[Stored data entries]
────────────────
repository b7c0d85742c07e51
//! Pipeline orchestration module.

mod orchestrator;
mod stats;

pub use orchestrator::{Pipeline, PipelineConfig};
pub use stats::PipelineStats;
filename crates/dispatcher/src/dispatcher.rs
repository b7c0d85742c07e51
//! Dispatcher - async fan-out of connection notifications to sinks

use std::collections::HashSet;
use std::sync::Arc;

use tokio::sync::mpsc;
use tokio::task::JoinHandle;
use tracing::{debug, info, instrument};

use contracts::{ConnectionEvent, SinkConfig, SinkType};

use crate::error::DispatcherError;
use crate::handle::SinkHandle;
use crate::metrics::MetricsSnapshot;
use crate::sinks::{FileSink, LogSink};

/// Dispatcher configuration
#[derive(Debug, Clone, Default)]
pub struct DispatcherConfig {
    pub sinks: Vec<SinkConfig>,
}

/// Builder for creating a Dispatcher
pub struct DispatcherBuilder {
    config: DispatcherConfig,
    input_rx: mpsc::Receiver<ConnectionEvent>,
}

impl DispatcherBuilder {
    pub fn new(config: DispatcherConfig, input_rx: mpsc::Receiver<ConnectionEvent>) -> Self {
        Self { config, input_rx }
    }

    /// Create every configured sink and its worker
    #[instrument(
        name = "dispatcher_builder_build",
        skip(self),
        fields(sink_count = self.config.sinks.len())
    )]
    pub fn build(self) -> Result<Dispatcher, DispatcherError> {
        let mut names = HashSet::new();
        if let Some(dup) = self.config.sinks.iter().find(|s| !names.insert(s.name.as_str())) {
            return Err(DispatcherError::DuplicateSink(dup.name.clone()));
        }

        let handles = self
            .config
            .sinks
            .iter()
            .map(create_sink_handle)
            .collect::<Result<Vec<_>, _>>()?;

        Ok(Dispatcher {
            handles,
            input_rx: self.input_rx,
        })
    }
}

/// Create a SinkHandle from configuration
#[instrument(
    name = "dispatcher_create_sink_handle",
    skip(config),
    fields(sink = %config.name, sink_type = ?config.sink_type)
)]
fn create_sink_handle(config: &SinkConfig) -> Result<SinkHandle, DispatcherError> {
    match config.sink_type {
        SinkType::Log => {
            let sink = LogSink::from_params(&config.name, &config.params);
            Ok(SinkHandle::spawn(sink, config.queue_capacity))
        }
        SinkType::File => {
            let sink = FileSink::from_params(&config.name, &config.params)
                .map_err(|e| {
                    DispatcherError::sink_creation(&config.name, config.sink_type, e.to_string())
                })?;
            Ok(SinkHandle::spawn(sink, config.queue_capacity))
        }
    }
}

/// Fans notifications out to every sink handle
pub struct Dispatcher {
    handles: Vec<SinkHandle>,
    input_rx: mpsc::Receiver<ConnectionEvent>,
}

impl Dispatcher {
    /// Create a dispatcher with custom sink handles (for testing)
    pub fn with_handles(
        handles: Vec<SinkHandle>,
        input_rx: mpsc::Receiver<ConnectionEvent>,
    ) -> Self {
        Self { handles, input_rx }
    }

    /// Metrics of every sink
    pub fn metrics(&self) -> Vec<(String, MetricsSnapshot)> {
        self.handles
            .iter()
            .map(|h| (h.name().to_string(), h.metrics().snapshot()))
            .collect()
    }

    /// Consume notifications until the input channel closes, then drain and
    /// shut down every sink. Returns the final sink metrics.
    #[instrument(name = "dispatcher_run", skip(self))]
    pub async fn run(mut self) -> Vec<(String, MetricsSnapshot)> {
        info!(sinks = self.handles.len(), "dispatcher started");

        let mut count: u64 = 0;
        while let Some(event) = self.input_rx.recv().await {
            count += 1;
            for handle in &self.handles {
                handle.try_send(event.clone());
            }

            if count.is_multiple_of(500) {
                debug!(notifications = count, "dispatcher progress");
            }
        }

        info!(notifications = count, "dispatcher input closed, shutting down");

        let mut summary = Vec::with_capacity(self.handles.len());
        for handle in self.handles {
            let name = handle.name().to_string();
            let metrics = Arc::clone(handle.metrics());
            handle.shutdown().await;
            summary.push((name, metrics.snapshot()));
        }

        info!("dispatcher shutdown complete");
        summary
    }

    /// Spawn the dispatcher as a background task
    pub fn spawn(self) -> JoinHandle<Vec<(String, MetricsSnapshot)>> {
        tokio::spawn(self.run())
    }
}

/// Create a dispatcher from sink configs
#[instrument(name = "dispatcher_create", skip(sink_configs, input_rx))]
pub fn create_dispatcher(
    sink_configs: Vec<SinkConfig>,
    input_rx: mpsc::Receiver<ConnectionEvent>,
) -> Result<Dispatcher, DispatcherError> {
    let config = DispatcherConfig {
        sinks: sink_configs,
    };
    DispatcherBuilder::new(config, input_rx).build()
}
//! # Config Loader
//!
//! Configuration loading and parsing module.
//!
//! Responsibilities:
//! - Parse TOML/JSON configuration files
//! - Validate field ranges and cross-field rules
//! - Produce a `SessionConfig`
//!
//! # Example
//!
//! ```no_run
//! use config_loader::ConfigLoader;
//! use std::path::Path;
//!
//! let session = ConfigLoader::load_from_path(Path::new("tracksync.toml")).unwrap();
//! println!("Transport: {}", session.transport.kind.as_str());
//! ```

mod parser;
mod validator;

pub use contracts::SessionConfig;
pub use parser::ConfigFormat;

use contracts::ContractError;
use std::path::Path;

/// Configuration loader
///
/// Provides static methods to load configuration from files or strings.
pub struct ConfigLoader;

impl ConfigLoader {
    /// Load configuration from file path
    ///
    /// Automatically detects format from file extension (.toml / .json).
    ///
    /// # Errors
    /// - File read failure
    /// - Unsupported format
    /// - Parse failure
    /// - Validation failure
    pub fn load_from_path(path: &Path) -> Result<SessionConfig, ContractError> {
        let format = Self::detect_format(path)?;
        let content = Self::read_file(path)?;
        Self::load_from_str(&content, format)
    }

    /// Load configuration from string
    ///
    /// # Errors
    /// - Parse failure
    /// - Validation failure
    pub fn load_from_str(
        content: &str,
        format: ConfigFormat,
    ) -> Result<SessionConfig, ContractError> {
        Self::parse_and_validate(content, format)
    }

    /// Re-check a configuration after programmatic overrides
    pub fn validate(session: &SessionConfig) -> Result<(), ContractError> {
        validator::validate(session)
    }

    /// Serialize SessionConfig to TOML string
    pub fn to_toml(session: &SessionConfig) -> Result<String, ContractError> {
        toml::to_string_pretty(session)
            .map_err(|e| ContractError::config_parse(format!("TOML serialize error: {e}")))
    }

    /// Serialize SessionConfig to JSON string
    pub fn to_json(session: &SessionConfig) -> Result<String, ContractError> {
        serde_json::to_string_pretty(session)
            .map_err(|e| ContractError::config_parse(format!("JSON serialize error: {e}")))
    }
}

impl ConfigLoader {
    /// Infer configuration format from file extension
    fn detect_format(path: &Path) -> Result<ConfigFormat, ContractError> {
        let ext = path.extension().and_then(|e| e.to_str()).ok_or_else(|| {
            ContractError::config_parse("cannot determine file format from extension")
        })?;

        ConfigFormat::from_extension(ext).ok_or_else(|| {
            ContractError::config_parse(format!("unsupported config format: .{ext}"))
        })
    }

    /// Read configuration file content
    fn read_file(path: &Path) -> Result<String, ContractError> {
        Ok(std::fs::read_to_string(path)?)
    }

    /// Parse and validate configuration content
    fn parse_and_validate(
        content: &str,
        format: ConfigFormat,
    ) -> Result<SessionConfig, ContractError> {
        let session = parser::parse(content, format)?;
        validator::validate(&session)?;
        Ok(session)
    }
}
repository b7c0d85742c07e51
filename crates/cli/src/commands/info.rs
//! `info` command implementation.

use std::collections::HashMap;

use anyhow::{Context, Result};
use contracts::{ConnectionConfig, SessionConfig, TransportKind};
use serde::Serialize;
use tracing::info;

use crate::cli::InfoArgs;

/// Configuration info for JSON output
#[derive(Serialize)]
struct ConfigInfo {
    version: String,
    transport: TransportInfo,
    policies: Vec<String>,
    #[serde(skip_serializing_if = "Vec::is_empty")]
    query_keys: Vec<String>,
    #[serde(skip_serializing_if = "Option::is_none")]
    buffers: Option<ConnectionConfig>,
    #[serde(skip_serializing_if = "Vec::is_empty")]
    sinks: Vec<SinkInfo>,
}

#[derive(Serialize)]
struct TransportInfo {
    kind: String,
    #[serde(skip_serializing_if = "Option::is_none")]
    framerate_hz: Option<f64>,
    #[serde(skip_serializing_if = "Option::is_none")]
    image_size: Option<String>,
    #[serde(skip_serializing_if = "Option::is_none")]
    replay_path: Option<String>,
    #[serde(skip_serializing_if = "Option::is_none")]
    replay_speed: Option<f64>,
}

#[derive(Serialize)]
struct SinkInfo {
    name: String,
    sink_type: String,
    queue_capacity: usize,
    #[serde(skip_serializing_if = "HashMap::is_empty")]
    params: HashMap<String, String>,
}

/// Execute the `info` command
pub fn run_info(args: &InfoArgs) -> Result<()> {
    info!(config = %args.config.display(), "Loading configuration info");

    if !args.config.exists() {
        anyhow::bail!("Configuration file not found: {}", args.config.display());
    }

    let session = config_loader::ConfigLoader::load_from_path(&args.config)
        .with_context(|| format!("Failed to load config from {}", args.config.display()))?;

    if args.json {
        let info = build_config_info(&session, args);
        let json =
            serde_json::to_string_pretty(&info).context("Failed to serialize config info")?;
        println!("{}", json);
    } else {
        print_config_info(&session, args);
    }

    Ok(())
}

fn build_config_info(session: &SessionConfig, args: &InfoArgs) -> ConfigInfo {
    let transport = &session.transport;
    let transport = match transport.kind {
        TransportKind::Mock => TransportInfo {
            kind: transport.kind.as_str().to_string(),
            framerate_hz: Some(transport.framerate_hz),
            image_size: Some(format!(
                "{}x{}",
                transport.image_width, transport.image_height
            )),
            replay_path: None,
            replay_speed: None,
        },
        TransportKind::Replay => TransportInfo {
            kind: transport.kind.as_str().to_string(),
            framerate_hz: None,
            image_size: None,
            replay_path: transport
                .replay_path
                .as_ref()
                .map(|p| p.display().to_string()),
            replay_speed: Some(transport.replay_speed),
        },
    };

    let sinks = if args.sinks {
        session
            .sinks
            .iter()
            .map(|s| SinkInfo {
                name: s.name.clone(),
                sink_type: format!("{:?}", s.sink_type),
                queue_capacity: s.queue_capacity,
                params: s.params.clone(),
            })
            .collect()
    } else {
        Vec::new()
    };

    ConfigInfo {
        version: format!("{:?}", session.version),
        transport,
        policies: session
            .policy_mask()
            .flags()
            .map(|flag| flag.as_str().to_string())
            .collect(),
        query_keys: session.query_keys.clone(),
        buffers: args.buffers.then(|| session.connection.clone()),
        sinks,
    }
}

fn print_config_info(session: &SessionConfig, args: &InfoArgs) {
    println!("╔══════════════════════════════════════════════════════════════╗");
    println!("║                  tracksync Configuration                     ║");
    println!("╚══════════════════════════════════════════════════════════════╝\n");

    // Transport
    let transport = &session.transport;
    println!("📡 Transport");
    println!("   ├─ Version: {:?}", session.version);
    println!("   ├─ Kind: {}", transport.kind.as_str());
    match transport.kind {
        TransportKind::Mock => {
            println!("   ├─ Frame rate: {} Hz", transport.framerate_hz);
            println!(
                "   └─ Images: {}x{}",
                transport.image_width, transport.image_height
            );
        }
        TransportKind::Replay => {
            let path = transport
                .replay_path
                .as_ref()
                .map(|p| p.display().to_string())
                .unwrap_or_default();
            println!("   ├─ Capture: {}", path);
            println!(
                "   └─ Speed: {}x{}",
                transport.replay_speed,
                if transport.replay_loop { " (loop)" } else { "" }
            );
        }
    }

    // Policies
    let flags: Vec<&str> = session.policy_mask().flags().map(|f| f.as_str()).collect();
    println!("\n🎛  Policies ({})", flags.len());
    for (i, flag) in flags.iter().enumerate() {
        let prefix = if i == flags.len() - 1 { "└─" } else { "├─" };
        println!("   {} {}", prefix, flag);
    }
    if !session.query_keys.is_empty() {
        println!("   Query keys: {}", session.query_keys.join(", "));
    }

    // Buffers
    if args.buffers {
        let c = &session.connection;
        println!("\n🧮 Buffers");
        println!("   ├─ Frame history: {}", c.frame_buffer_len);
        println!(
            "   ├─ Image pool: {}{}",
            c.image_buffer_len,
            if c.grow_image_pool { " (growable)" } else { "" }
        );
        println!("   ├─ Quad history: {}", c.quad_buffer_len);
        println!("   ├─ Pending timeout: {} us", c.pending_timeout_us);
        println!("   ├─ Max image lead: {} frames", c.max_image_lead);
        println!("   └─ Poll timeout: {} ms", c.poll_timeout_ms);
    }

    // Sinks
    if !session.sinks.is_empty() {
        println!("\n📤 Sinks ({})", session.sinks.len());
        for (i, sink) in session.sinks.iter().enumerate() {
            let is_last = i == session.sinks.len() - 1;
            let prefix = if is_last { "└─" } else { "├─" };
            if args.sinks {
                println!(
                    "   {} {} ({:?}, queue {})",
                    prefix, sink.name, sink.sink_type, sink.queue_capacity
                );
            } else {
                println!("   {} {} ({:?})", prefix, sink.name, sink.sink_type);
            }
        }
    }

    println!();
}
────────────────
■ Aim of the task ■
Find the line with "fn create_sink_handle(config: &SinkConfig)" in the entries above. Retype it and each line after it, exactly, through the line with "count += 1;", and stop there.

■ Written answer ■
fn create_sink_handle(config: &SinkConfig) -> Result<SinkHandle, DispatcherError> {
    match config.sink_type {
        SinkType::Log => {
            let sink = LogSink::from_params(&config.name, &config.params);
            Ok(SinkHandle::spawn(sink, config.queue_capacity))
        }
        SinkType::File => {
            let sink = FileSink::from_params(&config.name, &config.params)
                .map_err(|e| {
                    DispatcherError::sink_creation(&config.name, config.sink_type, e.to_string())
                })?;
            Ok(SinkHandle::spawn(sink, config.queue_capacity))
        }
    }
}

/// Fans notifications out to every sink handle
pub struct Dispatcher {
    handles: Vec<SinkHandle>,
    input_rx: mpsc::Receiver<ConnectionEvent>,
}

impl Dispatcher {
    /// Create a dispatcher with custom sink handles (for testing)
    pub fn with_handles(
        handles: Vec<SinkHandle>,
        input_rx: mpsc::Receiver<ConnectionEvent>,
    ) -> Self {
        Self { handles, input_rx }
    }

    /// Metrics of every sink
    pub fn metrics(&self) -> Vec<(String, MetricsSnapshot)> {
        self.handles
            .iter()
            .map(|h| (h.name().to_string(), h.metrics().snapshot()))
            .collect()
    }

    /// Consume notifications until the input channel closes, then drain and
    /// shut down every sink. Returns the final sink metrics.
    #[instrument(name = "dispatcher_run", skip(self))]
    pub async fn run(mut self) -> Vec<(String, MetricsSnapshot)> {
        info!(sinks = self.handles.len(), "dispatcher started");

        let mut count: u64 = 0;
        while let Some(event) = self.input_rx.recv().await {
            count += 1;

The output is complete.